At the state’s current trajectory, Navigant Research forecasts North Carolina will have about 3,000 megawatts of solar power installed by 2023.

“In just eight short years, North Carolina has gone from having almost no solar capacity to becoming a national leader,” the RMI report states. “The state shines in particular in the category of large, utility-scale projects, where it ranks second in the nation, behind only California.”

The nonprofit Rocky Mountain Institute was co-founded in 1982 by physicist and author Amory Lovins, an early advocate of renewables and energy efficiency who in 2009 was named by Time magazine one of the World's 100 most influential people.

RMI attributes the success of solar power here to such factors as visionary private sector companies, including Duke Energy, Strata Solar, FLS Energy,SunEnergy1, Nerenco and O2 Energies.

But the group’s report doesn’t get into controversies that roil the state and could put an end to the solar expansion at any time. One such battle is the ongoing Republican effort to end or curtail the state’s Renewable Energy Portfolio Standard, the 2007 law that requires electric utilities to use renewable power. Just last week, a legislative attempt by Rep. Mike Hager to kill the mandate narrowly failed in a N.C. House committee, preserving the mandate for the time being.

Even as Duke Energy expands its solar program, the Charlotte-based utility company has made noises about reducing the amount it pays for solar power purchased from households and businesses. And Duke also opposes a legislative proposal to allow households and businesses to buy electricity directly from third-party solar power developers.

RMI’s report cites a 20-page study by the Pew Charitable Trusts, which notes that North Carolina was the first state in the Southeast to implement a Renewable Energy Portfolio Standard, requiring that 12.5 percent of the state’s power sales come from renewables and energy efficiency by 2021.
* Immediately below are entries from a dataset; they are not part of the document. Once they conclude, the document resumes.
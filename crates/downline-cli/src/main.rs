use std::path::PathBuf;

use anyhow::{anyhow, Result};
use clap::{Args, Parser, Subcommand};
use downline_api::{AddMemberRequest, AddSnapshotRequest, DownlineApi, RollupRequest};
use downline_core::MemberId;
use serde::Serialize;
use time::format_description::well_known::Rfc3339;
use time::OffsetDateTime;

#[derive(Debug, Parser)]
#[command(name = "dl")]
#[command(about = "Downline network rollup CLI")]
struct Cli {
    #[arg(long, default_value = "./downline.sqlite3")]
    db: PathBuf,

    #[command(subcommand)]
    command: Command,
}

#[derive(Debug, Subcommand)]
enum Command {
    Db {
        #[command(subcommand)]
        command: DbCommand,
    },
    Member {
        #[command(subcommand)]
        command: MemberCommand,
    },
    Snapshot {
        #[command(subcommand)]
        command: SnapshotCommand,
    },
    Network {
        #[command(subcommand)]
        command: NetworkCommand,
    },
    Report {
        #[command(subcommand)]
        command: ReportCommand,
    },
    Series(SeriesArgs),
}

#[derive(Debug, Subcommand)]
enum DbCommand {
    SchemaVersion,
    Migrate(DbMigrateArgs),
    IntegrityCheck,
}

#[derive(Debug, Args)]
struct DbMigrateArgs {
    #[arg(long, default_value_t = false)]
    dry_run: bool,
}

#[derive(Debug, Subcommand)]
enum MemberCommand {
    Add(MemberAddArgs),
}

#[derive(Debug, Args)]
struct MemberAddArgs {
    #[arg(long)]
    name: String,
    #[arg(long, default_value = "Loan Officer")]
    title: String,
    #[arg(long)]
    avatar_uri: Option<String>,
    #[arg(long)]
    upline: Option<String>,
    #[arg(long)]
    joined_at: Option<String>,
}

#[derive(Debug, Subcommand)]
enum SnapshotCommand {
    Add(SnapshotAddArgs),
}

#[derive(Debug, Args)]
struct SnapshotAddArgs {
    #[arg(long)]
    member: String,
    #[arg(long)]
    year: i32,
    #[arg(long)]
    month: u8,
    #[arg(long)]
    monthly_volume_cents: i64,
    #[arg(long, default_value_t = 0)]
    monthly_loan_count: u32,
    /// Defaults to the monthly volume when the calendar year has just
    /// started or no running total is tracked yet.
    #[arg(long)]
    ytd_volume_cents: Option<i64>,
    #[arg(long)]
    ytd_loan_count: Option<u32>,
    #[arg(long, default_value_t = 0)]
    compensation_cents: i64,
    #[arg(long, default_value_t = 0)]
    fund_contribution_cents: i64,
    #[arg(long, default_value_t = 0)]
    fund_balance_cents: i64,
    #[arg(long, default_value_t = 0)]
    recruitment_tier: u8,
    #[arg(long, default_value_t = 0)]
    active_recruit_count: u32,
}

#[derive(Debug, Subcommand)]
enum NetworkCommand {
    Rollup(NetworkArgs),
    Fund(NetworkArgs),
    Leaderboard(NetworkArgs),
    Team(NetworkArgs),
    Threshold(ThresholdArgs),
}

#[derive(Debug, Args)]
struct NetworkArgs {
    #[arg(long)]
    root: String,
    #[arg(long)]
    max_depth: Option<u32>,
    #[arg(long)]
    as_of: Option<String>,
}

#[derive(Debug, Args)]
struct ThresholdArgs {
    #[arg(long)]
    member: String,
}

#[derive(Debug, Subcommand)]
enum ReportCommand {
    Show(ReportShowArgs),
}

#[derive(Debug, Args)]
struct ReportShowArgs {
    #[arg(long)]
    id: String,
}

#[derive(Debug, Args)]
struct SeriesArgs {
    #[arg(long)]
    member: String,
    #[arg(long, default_value_t = 12)]
    months: usize,
}

fn main() -> Result<()> {
    let cli = Cli::parse();
    let api = DownlineApi::new(cli.db);

    match cli.command {
        Command::Db { command } => match command {
            DbCommand::SchemaVersion => print_json(&api.schema_status()?),
            DbCommand::Migrate(args) => print_json(&api.migrate(args.dry_run)?),
            DbCommand::IntegrityCheck => print_json(&api.integrity_check()?),
        },
        Command::Member { command } => match command {
            MemberCommand::Add(args) => {
                let member = api.add_member(AddMemberRequest {
                    member_id: None,
                    name: args.name,
                    title: args.title,
                    avatar_uri: args.avatar_uri,
                    upline_id: args.upline.as_deref().map(parse_member_id).transpose()?,
                    joined_at: args.joined_at.as_deref().map(parse_timestamp).transpose()?,
                })?;
                print_json(&member)
            }
        },
        Command::Snapshot { command } => match command {
            SnapshotCommand::Add(args) => {
                let snapshot = api.add_snapshot(AddSnapshotRequest {
                    member_id: parse_member_id(&args.member)?,
                    year: args.year,
                    month: args.month,
                    monthly_volume_cents: args.monthly_volume_cents,
                    monthly_loan_count: args.monthly_loan_count,
                    ytd_volume_cents: args
                        .ytd_volume_cents
                        .unwrap_or(args.monthly_volume_cents),
                    ytd_loan_count: args.ytd_loan_count.unwrap_or(args.monthly_loan_count),
                    compensation_cents: args.compensation_cents,
                    fund_contribution_cents: args.fund_contribution_cents,
                    fund_balance_cents: args.fund_balance_cents,
                    recruitment_tier: args.recruitment_tier,
                    active_recruit_count: args.active_recruit_count,
                })?;
                print_json(&snapshot)
            }
        },
        Command::Network { command } => match command {
            NetworkCommand::Rollup(args) => print_json(&api.run_rollup(rollup_request(&args)?)?),
            NetworkCommand::Fund(args) => print_json(&api.fund_view(rollup_request(&args)?)?),
            NetworkCommand::Leaderboard(args) => {
                print_json(&api.leaderboard_view(rollup_request(&args)?)?)
            }
            NetworkCommand::Team(args) => print_json(&api.team_view(rollup_request(&args)?)?),
            NetworkCommand::Threshold(args) => {
                print_json(&api.threshold_check(parse_member_id(&args.member)?)?)
            }
        },
        Command::Report { command } => match command {
            ReportCommand::Show(args) => print_json(&api.report_show(&args.id)?),
        },
        Command::Series(args) => {
            print_json(&api.volume_series(parse_member_id(&args.member)?, args.months)?)
        }
    }
}

fn rollup_request(args: &NetworkArgs) -> Result<RollupRequest> {
    Ok(RollupRequest {
        root_member_id: parse_member_id(&args.root)?,
        max_depth: args.max_depth,
        as_of: args.as_of.as_deref().map(parse_timestamp).transpose()?,
    })
}

fn parse_member_id(value: &str) -> Result<MemberId> {
    MemberId::parse(value).ok_or_else(|| anyhow!("invalid member id: {value}"))
}

fn parse_timestamp(value: &str) -> Result<OffsetDateTime> {
    OffsetDateTime::parse(value, &Rfc3339)
        .map_err(|err| anyhow!("invalid RFC 3339 timestamp {value}: {err}"))
}

fn print_json<T: Serialize>(value: &T) -> Result<()> {
    println!("{}", serde_json::to_string_pretty(value)?);
    Ok(())
}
Another solar contributor is the state’s 35 percent renewable energy tax credit, which developers can pair with the federal 30 percent renewable energy tax credit, to cut the cost of a solar farm by more than half.

However, the state tax credit is set to expire Dec. 31, and environmental advocates are mounting a full court press in the legislature to extend the tax credit.

Federal law requires electric utilities to buy power from renewable developers, but North Carolina goes beyond the minimum requirement. Unlike most states, North Carolina requires electric utilities to sign 15-year fixed-priced contracts with any project under 5 megawatts in capacity. This requirement eliminates the power imbalance of rate negotiations between Duke Energy, the country’s largest electric utility, and small, independent developers of renewable power.

Finally, while solar power costs have fallen 40 percent in recent years, they have dropped 52 percent in North Carolina, according to the Lawrence Berkeley National Laboratory. Today the median cost of solar farms here is far below the national median cost, in some cases nearly half the national median.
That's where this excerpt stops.